Il nuovo gadget funziona in questo modo. Abbiamo due Pilot e, chiaramente, l'app Pilot su un cellulare che ha, evidentemente, un abbonamento al servizio di traduzione e, pare, ma molto probabilmente, un servizio cloud di traduzione. Quindi riepilogando: due auricolari, uno smartphone, un'app e, c'è da aggiungere, perché troppi se lo dimenticano, campo (e banda). Quindi bisogna cancellare dall'immaginazione l'occasione di spiegare il proprio amore alla ragazzetta francese proprio là, al quarto gradino della scalinata romantica, perché là non c'è campo. E neppure in mezzo al deserto quando lui, bello come Lawrence d'Arabia, vi dirà "me farebbe na bira", voi, di madrelingua inglese non lo capirete, perché Pilot non funziona. Sarà comunque la sua eruttazione successiva (burping) a farvi capire che non era la persona giusta.

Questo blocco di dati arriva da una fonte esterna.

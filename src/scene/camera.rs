//! Pointer-driven parallax camera.
//!
//! The pointer position (normalized to [-1, 1] on both axes) maps to a
//! camera target; the camera eases toward it each frame while looking at
//! the origin. Depth (z) is fixed — parallax only shifts x/y.

use super::CameraState;

/// Pointer position in normalized device coordinates: (-1, -1) is the
/// top-left corner of the viewport, (1, 1) the bottom-right.
#[derive(Debug, Clone, Copy, PartialEq, Default)]
pub struct PointerNdc {
    pub x: f32,
    pub y: f32,
}

#[derive(Debug, Clone, Copy, PartialEq)]
pub struct ParallaxConfig {
    /// How far the camera drifts from center at full pointer deflection.
    /// The source tried 5.0 and settled on 1.5.
    pub camera_sensitivity: f32,
    /// Starfield parallax strength, applied per star scaled by radius.
    /// The source tried 3.0 and settled on 0.5.
    pub star_sensitivity: f32,
    /// Exponential easing toward the pointer target.
    pub easing: f32,
}

impl Default for ParallaxConfig {
    fn default() -> Self {
        Self {
            camera_sensitivity: 1.5,
            star_sensitivity: 0.5,
            easing: 0.03,
        }
    }
}

/// Camera plus its easing state.
#[derive(Debug, Clone, Copy, Default)]
pub struct ParallaxCamera {
    pub state: CameraState,
}

impl ParallaxCamera {
    /// Ease toward the pointer-derived target. Screen y grows downward,
    /// so the vertical deflection is negated.
    pub fn tick(&mut self, pointer: PointerNdc, cfg: &ParallaxConfig) {
        let target_x = pointer.x * cfg.camera_sensitivity;
        let target_y = -pointer.y * cfg.camera_sensitivity;
        let pos = &mut self.state.position;
        pos.x += (target_x - pos.x) * cfg.easing;
        pos.y += (target_y - pos.y) * cfg.easing;
    }
}
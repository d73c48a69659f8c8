pub mod catalog;
pub mod net;
pub mod scene;
pub mod selection;
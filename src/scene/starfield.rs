//! Twinkling star backdrop with pointer parallax.
//!
//! Star placement is deterministic — an integer hash seeds position,
//! size, opacity, and twinkle phase — so the field is identical across
//! runs and resizes. Coordinates are stored normalized to [0, 1] and
//! scaled by the viewport at draw time.

use std::f32::consts::TAU;

use super::camera::{ParallaxConfig, PointerNdc};

pub const DEFAULT_STAR_COUNT: usize = 150;

#[derive(Debug, Clone, Copy)]
pub struct Star {
    /// Normalized horizontal position, [0, 1].
    pub x: f32,
    /// Normalized vertical position, [0, 1].
    pub y: f32,
    pub radius: f32,
    /// Peak opacity; the twinkle modulates below this.
    pub opacity: f32,
    twinkle_speed: f32,
    twinkle_phase: f32,
}

impl Star {
    /// Opacity at the current twinkle phase, always within [0, peak].
    pub fn current_opacity(&self) -> f32 {
        self.opacity * (0.5 + self.twinkle_phase.sin() * 0.5)
    }

    /// Pointer-parallax offset in pixels; larger (nearer) stars move more.
    pub fn parallax_offset(&self, pointer: PointerNdc, cfg: &ParallaxConfig) -> (f32, f32) {
        (
            pointer.x * cfg.star_sensitivity * self.radius,
            pointer.y * cfg.star_sensitivity * self.radius,
        )
    }
}

#[derive(Debug, Clone)]
pub struct Starfield {
    pub stars: Vec<Star>,
}

fn field_hash(seed: usize) -> f32 {
    let x = seed.wrapping_mul(2654435761) ^ seed.wrapping_mul(340573321);
    ((x & 0xFFFF) as f32) / 65535.0
}

impl Starfield {
    pub fn new(count: usize) -> Self {
        let stars = (0..count)
            .map(|i| Star {
                x: field_hash(i.wrapping_mul(37).wrapping_add(1)),
                y: field_hash(i.wrapping_mul(53).wrapping_add(2)),
                radius: field_hash(i.wrapping_mul(71).wrapping_add(3)) * 1.2 + 0.3,
                opacity: field_hash(i.wrapping_mul(19).wrapping_add(4)) * 0.4 + 0.2,
                twinkle_speed: field_hash(i.wrapping_mul(89).wrapping_add(5)) * 0.015 + 0.003,
                twinkle_phase: field_hash(i.wrapping_mul(101).wrapping_add(6)) * TAU,
            })
            .collect();
        Self { stars }
    }

    /// Advance every star's twinkle phase by one frame.
    pub fn tick(&mut self) {
        for star in &mut self.stars {
            star.twinkle_phase = (star.twinkle_phase + star.twinkle_speed).rem_euclid(TAU);
        }
    }
}
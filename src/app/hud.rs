//! HUD overlays floating above the scene: title block, debounced search
//! bar with its results dropdown, hovered-entity info, and a stats line.

use egui::{vec2, Align2, Color32, RichText};

use techmesh::catalog::{Entity, Topic};

use super::EcosystemApp;

const ACCENT: Color32 = Color32::from_rgb(0, 174, 79);
const PANEL_BG: Color32 = Color32::from_rgba_premultiplied(8, 20, 36, 220);

enum SearchPick {
    Topic(Topic),
    Product(techmesh::catalog::Product),
}

impl EcosystemApp {
    pub fn draw_hud(&mut self, ctx: &egui::Context) {
        self.draw_title(ctx);
        self.draw_search(ctx);
        self.draw_hover_info(ctx);
        self.draw_status_line(ctx);
    }

    fn draw_title(&self, ctx: &egui::Context) {
        egui::Area::new(egui::Id::new("title"))
            .anchor(Align2::CENTER_TOP, vec2(0.0, 24.0))
            .show(ctx, |ui| {
                ui.vertical_centered(|ui| {
                    ui.label(RichText::new("Tech Mesh").size(40.0).strong().color(ACCENT));
                    ui.label(
                        RichText::new("Interactive product ecosystem")
                            .size(14.0)
                            .color(Color32::from_white_alpha(190)),
                    );
                });
            });
    }

    fn draw_search(&mut self, ctx: &egui::Context) {
        let mut pick: Option<SearchPick> = None;

        egui::Area::new(egui::Id::new("search"))
            .anchor(Align2::CENTER_TOP, vec2(0.0, 110.0))
            .show(ctx, |ui| {
                egui::Frame::popup(ui.style()).fill(PANEL_BG).show(ui, |ui| {
                    ui.set_width(420.0);
                    ui.horizontal(|ui| {
                        ui.label("🔍");
                        let response = ui.add(
                            egui::TextEdit::singleline(&mut self.search.query)
                                .hint_text("Search products, protocols, attributes…")
                                .desired_width(340.0),
                        );
                        if response.changed() {
                            self.on_search_edited();
                        }
                        if self.search.loading {
                            ui.add(egui::Spinner::new());
                        } else if !self.search.query.is_empty() && ui.button("✕").clicked() {
                            self.close_search();
                        }
                    });

                    if self.search.open {
                        if let Some(results) = &self.search.results {
                            ui.separator();
                            if !results.topics.is_empty() {
                                ui.weak("TOPICS");
                                for topic in &results.topics {
                                    let mut label = topic.name.clone();
                                    if let Some(value) = &topic.matched_value {
                                        label.push_str(&format!("  ·  {value}"));
                                    }
                                    if ui.selectable_label(false, label).clicked() {
                                        pick = Some(SearchPick::Topic(topic.clone()));
                                    }
                                }
                            }
                            if !results.products.is_empty() {
                                ui.weak("PRODUCTS");
                                for product in &results.products {
                                    let label =
                                        format!("{} — {}", product.sku, product.title);
                                    if ui.selectable_label(false, label).clicked() {
                                        pick = Some(SearchPick::Product(product.clone()));
                                    }
                                }
                            }
                        }
                    }
                });
            });

        match pick {
            Some(SearchPick::Topic(topic)) => {
                if let Some(request) = self.selection.select(Entity::Topic(topic)) {
                    self.dispatch_products(ctx, request);
                }
                self.close_search();
            }
            Some(SearchPick::Product(product)) => {
                self.selection.select(Entity::Product(product));
                self.close_search();
            }
            None => {}
        }
    }

    fn draw_hover_info(&self, ctx: &egui::Context) {
        let Some(entity) = self.selection.hovered() else {
            return;
        };
        egui::Area::new(egui::Id::new("hover-info"))
            .anchor(Align2::LEFT_BOTTOM, vec2(24.0, -24.0))
            .show(ctx, |ui| {
                egui::Frame::popup(ui.style()).fill(PANEL_BG).show(ui, |ui| {
                    ui.horizontal(|ui| {
                        if let Some(icon) = entity.icon() {
                            ui.label(RichText::new(icon).size(28.0));
                        }
                        ui.vertical(|ui| {
                            ui.label(RichText::new(entity.label()).strong());
                            if let Some(count) = entity.count() {
                                ui.weak(format!("{count} items"));
                            }
                        });
                    });
                });
            });
    }

    fn draw_status_line(&self, ctx: &egui::Context) {
        egui::Area::new(egui::Id::new("status-line"))
            .anchor(Align2::RIGHT_TOP, vec2(-16.0, 16.0))
            .show(ctx, |ui| {
                if self.loading_topics {
                    ui.horizontal(|ui| {
                        ui.add(egui::Spinner::new());
                        ui.weak("Loading ecosystem…");
                    });
                } else if let Some(error) = &self.topics_error {
                    ui.colored_label(Color32::from_rgb(255, 107, 107), error);
                } else {
                    ui.weak(format!("{} topics", self.topic_order.len()));
                }
            });
    }
}
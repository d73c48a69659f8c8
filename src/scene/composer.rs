//! Per-frame scene composition.
//!
//! Zips each entity's animated world state with its screen projection and
//! interaction flags into the render list consumed by the overlay layer.
//! Entity order is the batch order, every frame, so index `i` always
//! refers to the same entity and animated state is never reset spuriously.

use super::animation::AnimatedState;
use super::projector::{project, ProjectionConfig};
use super::{CameraState, ScreenPos, Viewport};

/// One renderable entity for the current frame.
#[derive(Debug, Clone, Copy, PartialEq)]
pub struct SceneNode {
    /// Index into the entity batch; stable across frames.
    pub index: usize,
    pub world: super::Vec3,
    pub screen: ScreenPos,
    /// Eased label scale (hover/selection growth).
    pub scale: f32,
    pub rotation: f32,
    pub glow: f32,
    pub hovered: bool,
    pub selected: bool,
}

/// Build the render list. Entities whose projection is degenerate this
/// frame (camera on top of them) are skipped, not fatal.
pub fn compose(
    animated: &[AnimatedState],
    camera: &CameraState,
    viewport: Viewport,
    hovered: Option<usize>,
    selected: Option<usize>,
    cfg: &ProjectionConfig,
) -> Vec<SceneNode> {
    let mut nodes = Vec::with_capacity(animated.len());
    for (index, state) in animated.iter().enumerate() {
        let screen = match project(state.position, camera, viewport, cfg) {
            Ok(screen) => screen,
            Err(_) => continue,
        };
        nodes.push(SceneNode {
            index,
            world: state.position,
            screen,
            scale: state.scale,
            rotation: state.rotation,
            glow: state.glow,
            hovered: hovered == Some(index),
            selected: selected == Some(index),
        });
    }
    nodes
}

#[cfg(test)]
mod tests {
    use super::*;
    use crate::scene::Vec3;

    const VIEWPORT: Viewport = Viewport { width: 1280.0, height: 800.0 };

    fn states(positions: &[Vec3]) -> Vec<AnimatedState> {
        positions.iter().copied().map(AnimatedState::at).collect()
    }

    #[test]
    fn order_is_stable_and_index_aligned() {
        let animated = states(&[
            Vec3::new(0.0, 0.0, 0.0),
            Vec3::new(5.0, 1.0, -3.0),
            Vec3::new(-5.0, -1.0, 3.0),
        ]);
        let camera = CameraState::default();
        let cfg = ProjectionConfig::default();
        let a = compose(&animated, &camera, VIEWPORT, Some(1), Some(2), &cfg);
        let b = compose(&animated, &camera, VIEWPORT, Some(1), Some(2), &cfg);
        assert_eq!(a, b);
        assert_eq!(a.len(), 3);
        assert!(a[1].hovered && !a[1].selected);
        assert!(a[2].selected && !a[2].hovered);
        for (i, node) in a.iter().enumerate() {
            assert_eq!(node.index, i);
        }
    }

    #[test]
    fn degenerate_entity_is_skipped_with_identity_preserved() {
        let camera = CameraState::default();
        let animated = states(&[
            Vec3::new(1.0, 0.0, 0.0),
            camera.position, // exactly at the camera
            Vec3::new(-1.0, 0.0, 0.0),
        ]);
        let cfg = ProjectionConfig::default();
        let nodes = compose(&animated, &camera, VIEWPORT, None, None, &cfg);
        assert_eq!(nodes.len(), 2);
        assert_eq!(nodes[0].index, 0);
        assert_eq!(nodes[1].index, 2);
    }
}
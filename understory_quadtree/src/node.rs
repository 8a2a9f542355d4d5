// Copyright 2025 the Understory Authors
// SPDX-License-Identifier: Apache-2.0 OR MIT

//! Recursive partition nodes.

use alloc::boxed::Box;
use core::cmp::Ordering;

use smallvec::SmallVec;

use crate::types::{Boundary, Point, ScalarAcc};
use crate::util::point_distance_squared;

/// Subdivision limits shared by every node of a tree.
#[derive(Copy, Clone, Debug, PartialEq, Eq)]
pub(crate) struct Limits {
    pub(crate) capacity: usize,
    pub(crate) max_depth: u8,
}

pub(crate) type Bucket<P> = SmallVec<[P; 4]>;

pub(crate) enum Kind<P: Point> {
    /// Not yet subdivided; points are stored here in insertion order.
    Leaf(Bucket<P>),
    /// Subdivided into quadrants, in [`Boundary::quadrants`] order.
    Internal(Box<[Node<P>; 4]>),
}

pub(crate) struct Node<P: Point> {
    pub(crate) bounds: Boundary<P::Scalar>,
    /// Points in this subtree.
    pub(crate) count: usize,
    pub(crate) kind: Kind<P>,
}

impl<P: Point> Node<P> {
    pub(crate) fn leaf(bounds: Boundary<P::Scalar>) -> Self {
        Self {
            bounds,
            count: 0,
            kind: Kind::Leaf(SmallVec::new()),
        }
    }

    /// Store a point. The caller guarantees `self.bounds` contains it.
    pub(crate) fn insert(&mut self, point: P, limits: Limits, depth: u8) {
        debug_assert!(
            self.bounds.contains(point.x(), point.y()),
            "point handed to a node that does not cover it"
        );
        self.count += 1;
        match &mut self.kind {
            Kind::Leaf(points) => {
                points.push(point);
                if points.len() > limits.capacity
                    && depth < limits.max_depth
                    && self.bounds.can_split()
                {
                    self.subdivide(limits, depth);
                }
            }
            Kind::Internal(children) => {
                let q = self.bounds.quadrant_of(point.x(), point.y());
                children[q].insert(point, limits, depth + 1);
            }
        }
    }

    /// Turn a leaf into an internal node, pushing its bucket down one level.
    fn subdivide(&mut self, limits: Limits, depth: u8) {
        tracing::trace!(depth, bounds = ?self.bounds, "subdividing quadtree node");
        let mut children = Box::new(self.bounds.quadrants().map(Self::leaf));
        if let Kind::Leaf(points) = &mut self.kind {
            for point in points.drain(..) {
                let q = self.bounds.quadrant_of(point.x(), point.y());
                children[q].insert(point, limits, depth + 1);
            }
        }
        self.kind = Kind::Internal(children);
    }

    pub(crate) fn is_leaf(&self) -> bool {
        matches!(self.kind, Kind::Leaf(_))
    }
}

impl<P: Point + PartialEq> Node<P> {
    /// Whether an equal point is stored. The caller guarantees `self.bounds` covers it.
    pub(crate) fn contains(&self, point: &P) -> bool {
        let mut node = self;
        loop {
            match &node.kind {
                Kind::Leaf(points) => return points.iter().any(|p| p == point),
                Kind::Internal(children) => {
                    node = &children[node.bounds.quadrant_of(point.x(), point.y())];
                }
            }
        }
    }

    /// Remove and return the first stored point equal to `point`.
    ///
    /// Counts along the path are only decremented when something was removed.
    pub(crate) fn take(&mut self, point: &P) -> Option<P> {
        let taken = match &mut self.kind {
            Kind::Leaf(points) => {
                let pos = points.iter().position(|p| p == point)?;
                points.remove(pos)
            }
            Kind::Internal(children) => {
                let q = self.bounds.quadrant_of(point.x(), point.y());
                children[q].take(point)?
            }
        };
        self.count -= 1;
        Some(taken)
    }
}

impl<P: Point> Node<P> {
    /// Call `f` for every stored point strictly closer than `radius` to `(x, y)`.
    ///
    /// `radius_sq` must be the square of a positive radius.
    pub(crate) fn visit_range<'a, F: FnMut(&'a P)>(
        &'a self,
        x: P::Scalar,
        y: P::Scalar,
        radius_sq: ScalarAcc<P::Scalar>,
        f: &mut F,
    ) {
        match &self.kind {
            Kind::Leaf(points) => {
                for p in points {
                    if point_distance_squared(p, x, y) < radius_sq {
                        f(p);
                    }
                }
            }
            Kind::Internal(children) => {
                for child in children.iter() {
                    if child.count > 0 && child.bounds.distance_squared(x, y) < radius_sq {
                        child.visit_range(x, y, radius_sq, f);
                    }
                }
            }
        }
    }

    /// Branch-and-bound nearest-neighbor search below this node.
    ///
    /// `best` carries the closest point found so far and its squared distance; it is only
    /// replaced by a strictly closer point.
    pub(crate) fn nearest<'a>(
        &'a self,
        x: P::Scalar,
        y: P::Scalar,
        best: &mut Option<(&'a P, ScalarAcc<P::Scalar>)>,
    ) {
        match &self.kind {
            Kind::Leaf(points) => {
                for p in points {
                    let d = point_distance_squared(p, x, y);
                    if best.is_none_or(|(_, best_d)| d < best_d) {
                        *best = Some((p, d));
                    }
                }
            }
            Kind::Internal(children) => {
                // Closest quadrant first: the one covering (x, y) has bound zero and seeds `best`.
                let mut order = [0, 1, 2, 3].map(|i| (children[i].bounds.distance_squared(x, y), i));
                order.sort_unstable_by(|a, b| a.0.partial_cmp(&b.0).unwrap_or(Ordering::Equal));
                for (bound, i) in order {
                    let child = &children[i];
                    if child.count == 0 {
                        continue;
                    }
                    if let Some((_, best_d)) = *best
                        && bound >= best_d
                    {
                        continue;
                    }
                    child.nearest(x, y, best);
                }
            }
        }
    }

    /// Depth of the deepest node below (and including) this one, the root counting as 0.
    #[cfg(test)]
    pub(crate) fn height(&self) -> usize {
        match &self.kind {
            Kind::Leaf(_) => 0,
            Kind::Internal(children) => 1 + children.iter().map(Self::height).max().unwrap_or(0),
        }
    }
}

impl<P: Point> core::fmt::Debug for Node<P> {
    fn fmt(&self, f: &mut core::fmt::Formatter<'_>) -> core::fmt::Result {
        f.debug_struct("Node")
            .field("bounds", &self.bounds)
            .field("count", &self.count)
            .field("leaf", &self.is_leaf())
            .finish_non_exhaustive()
    }
}
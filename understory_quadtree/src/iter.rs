// Copyright 2025 the Understory Authors
// SPDX-License-Identifier: Apache-2.0 OR MIT

//! Lazy traversal of stored points.

use alloc::vec::Vec;
use core::iter::FusedIterator;
use core::slice;

use crate::node::{Kind, Node};
use crate::types::{Point, Scalar};
use crate::util::point_distance_squared;

/// Open disk `distance((x, y), p) < radius`, kept squared.
#[derive(Copy, Clone, Debug)]
struct Disk<T: Scalar> {
    x: T,
    y: T,
    radius_sq: T::Acc,
}

impl<T: Scalar> Disk<T> {
    fn reaches<P: Point<Scalar = T>>(&self, node: &Node<P>) -> bool {
        node.bounds.distance_squared(self.x, self.y) < self.radius_sq
    }

    fn holds<P: Point<Scalar = T>>(&self, point: &P) -> bool {
        point_distance_squared(point, self.x, self.y) < self.radius_sq
    }
}

/// Lazy iterator over stored points, returned by
/// [`QuadTree::find_range`][crate::QuadTree::find_range] and
/// [`QuadTree::iter`][crate::QuadTree::iter].
///
/// Subtrees are only expanded when the iterator reaches them, and (for range
/// queries) only when their boundary comes strictly closer than the radius, so
/// stopping early saves the work of the untouched subtrees. Points are
/// yielded leaf by leaf in quadrant order; callers should not rely on any
/// particular order.
///
/// The iterator borrows the tree, so the tree cannot be mutated while a query
/// is in flight.
pub struct Points<'a, P: Point> {
    disk: Option<Disk<P::Scalar>>,
    stack: Vec<&'a Node<P>>,
    bucket: slice::Iter<'a, P>,
}

impl<'a, P: Point> Points<'a, P> {
    /// Every point below `root`.
    pub(crate) fn all(root: &'a Node<P>) -> Self {
        let mut stack = Vec::new();
        if root.count > 0 {
            stack.push(root);
        }
        Self {
            disk: None,
            stack,
            bucket: slice::Iter::default(),
        }
    }

    /// Points below `root` strictly closer than `radius` to `(x, y)`.
    ///
    /// A radius that is not positive (including NaN) matches nothing.
    pub(crate) fn within(root: &'a Node<P>, x: P::Scalar, y: P::Scalar, radius: P::Scalar) -> Self {
        let mut stack = Vec::new();
        let disk = if radius > <P::Scalar as Scalar>::zero() {
            let r = <P::Scalar as Scalar>::widen(radius);
            let disk = Disk {
                x,
                y,
                radius_sq: r * r,
            };
            if root.count > 0 && disk.reaches(root) {
                stack.push(root);
            }
            Some(disk)
        } else {
            None
        };
        Self {
            disk,
            stack,
            bucket: slice::Iter::default(),
        }
    }

    fn admits(&self, node: &Node<P>) -> bool {
        node.count > 0 && self.disk.is_none_or(|d| d.reaches(node))
    }
}

impl<'a, P: Point> Iterator for Points<'a, P> {
    type Item = &'a P;

    fn next(&mut self) -> Option<&'a P> {
        loop {
            let disk = self.disk;
            if let Some(p) = self
                .bucket
                .find(|p| disk.is_none_or(|d| d.holds(*p)))
            {
                return Some(p);
            }
            let node = self.stack.pop()?;
            match &node.kind {
                Kind::Leaf(points) => self.bucket = points.iter(),
                Kind::Internal(children) => {
                    // Reversed so quadrants pop in their natural order.
                    for child in children.iter().rev() {
                        if self.admits(child) {
                            self.stack.push(child);
                        }
                    }
                }
            }
        }
    }
}

impl<P: Point> FusedIterator for Points<'_, P> {}

impl<P: Point> core::fmt::Debug for Points<'_, P> {
    fn fmt(&self, f: &mut core::fmt::Formatter<'_>) -> core::fmt::Result {
        f.debug_struct("Points")
            .field("disk", &self.disk)
            .field("pending_nodes", &self.stack.len())
            .field("bucket_remaining", &self.bucket.len())
            .finish()
    }
}
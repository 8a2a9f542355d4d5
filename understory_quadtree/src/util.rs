// Copyright 2025 the Understory Authors
// SPDX-License-Identifier: Apache-2.0 OR MIT

use core::cmp::Ordering;

use crate::types::{Point, Scalar};

/// Squared Euclidean distance between two coordinate pairs, in the widened accumulator.
///
/// Integer coordinates are widened before subtracting, so the differences are exact; the sum
/// saturates once it no longer fits the accumulator.
#[inline]
pub(crate) fn distance_squared<T: Scalar>(ax: T, ay: T, bx: T, by: T) -> T::Acc {
    let dx = T::widen(ax) - T::widen(bx);
    let dy = T::widen(ay) - T::widen(by);
    T::sum_squares(dx, dy)
}

/// Squared distance from a stored point to a query location.
#[inline]
pub(crate) fn point_distance_squared<P: Point>(
    point: &P,
    x: P::Scalar,
    y: P::Scalar,
) -> <P::Scalar as Scalar>::Acc {
    distance_squared(point.x(), point.y(), x, y)
}

pub(crate) fn min_t<T: PartialOrd + Copy>(a: T, b: T) -> T {
    match a.partial_cmp(&b) {
        Some(Ordering::Greater) => b,
        _ => a,
    }
}

pub(crate) fn max_t<T: PartialOrd + Copy>(a: T, b: T) -> T {
    match a.partial_cmp(&b) {
        Some(Ordering::Less) => b,
        _ => a,
    }
}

Per ora Pilot "l'auricolare traduttore" funzionerà traducendo in inglese, spagnolo, francese, italiano e portoghese. Sì c'è anche l'italiano! Ma comunque Pilot mette le mani avanti per chi si aspetta troppo da lui. Innanzitutto non è davvero come Babelfish dato che la Waverly Labs ci tiene a sottolineare che "in questa prima generazione" la traduzione avviene solamente con chi ha addosso il secondo auricolare Pilot, cioè, per capirsi "non traduce tutto quello che capita intorno a voi". In secondo luogo la traduzione è lenta (il Pesce di Babele era velocissimo, ricordate?) "almeno un paio di secondi" ma ci stanno lavorando molto, dicono. In più la traduzione "non è perfetta" dato che "può portare a dei malintesi" (avete mai usato Google Traduttore per qualcosa di serio?), e ovviamente "non può essere usato offline" anche se "ci stanno lavorando" in una edizione speciale.

In più mentre il Pesce di Babele era un pesce, gli auricolari traduttori Pilot non sono nemmeno "waterproof". Quindi con la vostra prossima conquista, a meno che non siate nati benestanti e abbiate potuto godere di mezzi formativi che vi abbiano potuto inculcare qualche idioma (compresa la vostra madre lingua), siete condannati ancora alla comunicazione universale alla Totò e Peppino. Che è quella, tra parentesi, che faceva rimorchiare davvero.